Ultimately, since product managers are responsible for the overall success of the product, they are the final arbiters of what the product should do. A good market-focused product manager understands the market context and customer needs and makes appropriate decisions about features and functionality based on first-hand experience and all available research.

Jeff and Chris make a really good point, but note that they do not propose delegating decision-making to the UX professional. While this statement is certainly true, it reads as if there is an opportunity to delegate more.
Roger Cauvin wrote an excellent summary of the conflict and proposes a resolution that involves more delegation.

“A product manager frames the usability metrics… An information architect designs the user interactions and interfaces that will satisfy these usability metrics.”

We agree with Roger (mostly*).

Don’t Do Someone Else’s Job
They won’t do yours.

Very few product managers would argue about “back end” architecture decisions. The decision that the implementation team makes (say relational database versus flat files) is intuitively not a “Why” decision but a “How” decision. Why do product managers then get involved in debates about user interface decisions?

Do you argue for things like:

  • The user must be able to order their item with no more than two clicks.
  • The UI can not use a CAPTCHA to validate that users are actual people.
  • The information must be presented in a tree control.

These are implementation and design choices. Not requirements. They may be classified as constraints, because someone (the customer) mandates it – perhaps you are writing custom software for a company that enforces a style guide or other interface-guidelines. But they are not requirements. If they come from the customers, they are constraints – if they come from you (as a product manager or business analyst), they are “design ideas.”

Usability Requirements

This is a very difficult thing to do. Here’s how we would approach the examples above. Comment below with alternative suggestions, there are probably better ways.

  • The ordering process funnel (from decision to purchase until purchase has been executed) must have no more than 10% fallout (customers who initiate, but fail to complete an order).
  • (A) The user interface must prevent access by bots (automated external systems). (B) The user interface must meet accessibility guideline [insert spec here] for visually impaired users.
  • The hierarchical nature of the information must be presented to the user.

*This is the one area where we disagreed a little bit with Roger above. We completely agree with his view on responsibility, we just disagree on his (referenced) approach to documenting usability metrics.

Comparing Approaches

In the first example, we replace “two clicks” with a fallout metric. This is more aligned with our actual goal (high conversion), without specifying design. If the design had ten clicks, but they were compelling enough that people were not giving up, we would be fine.

In the second example, we specify accessibility criteria for visually impaired users (technically a constraint) and the requirement that automated systems not have access to the system.

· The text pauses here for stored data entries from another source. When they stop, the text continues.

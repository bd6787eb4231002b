pub mod config;
pub mod render;
pub mod walker;

use anyhow::Result;
use lexis_core::Retriever;
use std::io::Write;

pub use config::{Cli, Config, OutputMode};
pub use walker::{build_index, IndexReport, WalkOptions};

/// Index `config.data_dir`, resolve `config.query` and render the hits to `out`.
pub fn run<W: Write>(config: &Config, out: &mut W) -> Result<IndexReport> {
    let (index, report) = build_index(&config.data_dir, &config.walk)?;
    tracing::info!(files = report.indexed, terms = index.num_terms(), "done indexing");
    if !report.skipped.is_empty() {
        tracing::warn!(skipped = report.skipped.len(), "some files were not indexed");
        for path in &report.skipped {
            tracing::warn!(path = %path.display(), "skipped");
        }
    }

    let retriever = Retriever::new(&index);
    let results = retriever.retrieve_results(&config.query);
    tracing::debug!(query = %config.query, matched_terms = results.len(), "query resolved");

    match config.out {
        OutputMode::Pretty => render::pretty(&retriever, &results, config.color, out)?,
        OutputMode::Raw => render::raw(&retriever, &results, out)?,
    }
    out.flush()?;
    Ok(report)
}
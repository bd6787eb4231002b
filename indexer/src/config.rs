use clap::{Parser, ValueEnum};
use std::path::PathBuf;

use crate::walker::WalkOptions;
use lexis_core::TokenizerOptions;

#[derive(Debug, Clone, Copy, PartialEq, Eq, ValueEnum)]
pub enum OutputMode {
    /// Highlighted matching lines per document
    Pretty,
    /// One JSON object per appearance
    Raw,
}

#[derive(Parser, Debug)]
#[command(name = "lexis")]
#[command(about = "Index a directory of text files in memory and look up query terms", long_about = None)]
pub struct Cli {
    /// Directory holding the documents
    pub data_dir: PathBuf,
    /// Space-separated query terms (case-sensitive)
    pub query: String,
    /// Output format
    #[arg(value_enum, default_value_t = OutputMode::Pretty)]
    pub out: OutputMode,
    /// Do not index the "" term produced by leading/trailing punctuation
    #[arg(long, default_value_t = false)]
    pub drop_empty_tokens: bool,
    /// Log and skip unreadable files instead of aborting
    #[arg(long, default_value_t = false)]
    pub skip_unreadable: bool,
    /// Disable ANSI highlighting in pretty output
    #[arg(long, default_value_t = false)]
    pub no_color: bool,
}

/// Validated settings handed to [`crate::run`].
#[derive(Debug, Clone)]
pub struct Config {
    pub data_dir: PathBuf,
    pub query: String,
    pub out: OutputMode,
    pub color: bool,
    pub walk: WalkOptions,
}

impl From<Cli> for Config {
    fn from(cli: Cli) -> Self {
        Self {
            data_dir: cli.data_dir,
            query: cli.query,
            out: cli.out,
            color: !cli.no_color,
            walk: WalkOptions {
                skip_unreadable: cli.skip_unreadable,
                tokenizer: TokenizerOptions { keep_empty_tokens: !cli.drop_empty_tokens },
            },
        }
    }
}
use std::collections::hash_map::Entry;
use std::collections::HashMap;
use std::fmt;

/// Identifier assigned by the ingestion side, e.g. "0", "1", ...
#[derive(Debug, Clone, PartialEq, Eq, Hash, PartialOrd, Ord)]
pub struct DocId(pub String);

impl DocId {
    pub fn as_str(&self) -> &str { &self.0 }
}

impl From<String> for DocId {
    fn from(s: String) -> Self { DocId(s) }
}

impl From<&str> for DocId {
    fn from(s: &str) -> Self { DocId(s.to_string()) }
}

impl From<usize> for DocId {
    fn from(n: usize) -> Self { DocId(n.to_string()) }
}

impl fmt::Display for DocId {
    fn fmt(&self, f: &mut fmt::Formatter<'_>) -> fmt::Result { f.write_str(&self.0) }
}

#[derive(Debug, Clone, PartialEq, Eq)]
pub struct Document {
    pub id: DocId,
    pub path: String,
    pub text: String,
}

impl Document {
    pub fn new(id: impl Into<DocId>, path: impl Into<String>, text: impl Into<String>) -> Self {
        Self { id: id.into(), path: path.into(), text: text.into() }
    }
}

/// In-memory store of indexed documents, keyed by id.
#[derive(Debug, Default)]
pub struct DocumentStore {
    docs: HashMap<DocId, Document>,
}

impl DocumentStore {
    pub fn new() -> Self { Self::default() }

    /// Inserts the document, replacing any previous one with the same id.
    pub fn add(&mut self, document: Document) -> &Document {
        match self.docs.entry(document.id.clone()) {
            Entry::Occupied(mut e) => {
                e.insert(document);
                e.into_mut()
            }
            Entry::Vacant(e) => e.insert(document),
        }
    }

    pub fn get(&self, id: &DocId) -> Option<&Document> {
        self.docs.get(id)
    }

    /// Removing an unknown document is a no-op.
    pub fn remove(&mut self, document: &Document) -> Option<Document> {
        self.docs.remove(&document.id)
    }

    pub fn len(&self) -> usize { self.docs.len() }

    pub fn is_empty(&self) -> bool { self.docs.is_empty() }
}
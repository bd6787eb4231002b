use crate::document::Document;
use crate::index::{Appearance, InvertedIndex};
use std::collections::HashSet;

/// One query term together with its stored appearance list.
#[derive(Debug, Clone, Copy, PartialEq, Eq)]
pub struct TermHits<'a> {
    pub term: &'a str,
    pub appearances: &'a [Appearance],
}

/// Matched terms in the order they first occur in the query.
#[derive(Debug, Default, Clone, PartialEq, Eq)]
pub struct QueryResults<'a> {
    hits: Vec<TermHits<'a>>,
}

impl<'a> QueryResults<'a> {
    pub fn get(&self, term: &str) -> Option<&'a [Appearance]> {
        self.hits.iter().find(|h| h.term == term).map(|h| h.appearances)
    }

    pub fn terms(&self) -> impl Iterator<Item = &'a str> + '_ {
        self.hits.iter().map(|h| h.term)
    }

    pub fn iter(&self) -> impl Iterator<Item = &TermHits<'a>> {
        self.hits.iter()
    }

    pub fn len(&self) -> usize { self.hits.len() }

    pub fn is_empty(&self) -> bool { self.hits.is_empty() }
}

impl<'a> IntoIterator for QueryResults<'a> {
    type Item = TermHits<'a>;
    type IntoIter = std::vec::IntoIter<TermHits<'a>>;

    fn into_iter(self) -> Self::IntoIter { self.hits.into_iter() }
}

/// An appearance joined with the document it points at.
#[derive(Debug, Clone, Copy)]
pub struct ResolvedAppearance<'a> {
    pub document: &'a Document,
    pub frequency: u32,
}

pub struct Retriever<'a> {
    index: &'a InvertedIndex,
}

impl<'a> Retriever<'a> {
    pub fn new(index: &'a InvertedIndex) -> Self { Self { index } }

    /// Look up every space-separated term of `query` independently.
    ///
    /// The split is literal (no trimming). Terms without postings are left out;
    /// a term repeated in the query is reported once, at its first position.
    pub fn retrieve_results(&self, query: &'a str) -> QueryResults<'a> {
        let postings = self.index.get_indexes();
        let mut seen: HashSet<&str> = HashSet::new();
        let mut hits = Vec::new();
        for term in query.split(' ') {
            if !seen.insert(term) { continue; }
            if let Some(appearances) = postings.get(term) {
                hits.push(TermHits { term, appearances });
            }
        }
        tracing::debug!(matched = hits.len(), "resolved query");
        QueryResults { hits }
    }

    /// `None` when the document was removed from the store after indexing.
    pub fn resolve(&self, appearance: &Appearance) -> Option<ResolvedAppearance<'a>> {
        self.index
            .store()
            .get(&appearance.doc_id)
            .map(|document| ResolvedAppearance { document, frequency: appearance.frequency })
    }
}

There are “audio captchas” that could work, and “interrogation systems” (pick the picture of a dog, what is 8 divided by 2, etc) that would not meet our true requirement.

The third example is more obvious – we require that hierarchical information be communicated. We don’t specify that it be in a tree.

Summary

The product manager should be just as “tapped in” to the customers as the UX professionals on the team. That doesn’t, however, mean that the product manager is as good at making user experience decisions. The product manager gets a veto vote, but should be very cautious in using it. Likewise, the product manager can veto the choice to use AJAX vs. Flash. That doesn’t mean he should.

Roger’s approach of delegating responsibility for implementation decisions (including interface design) is definitely the right one. The challenge is to define those requirements without specifying design or otherwise being arbitrary (like specifying a maximum number of clicks).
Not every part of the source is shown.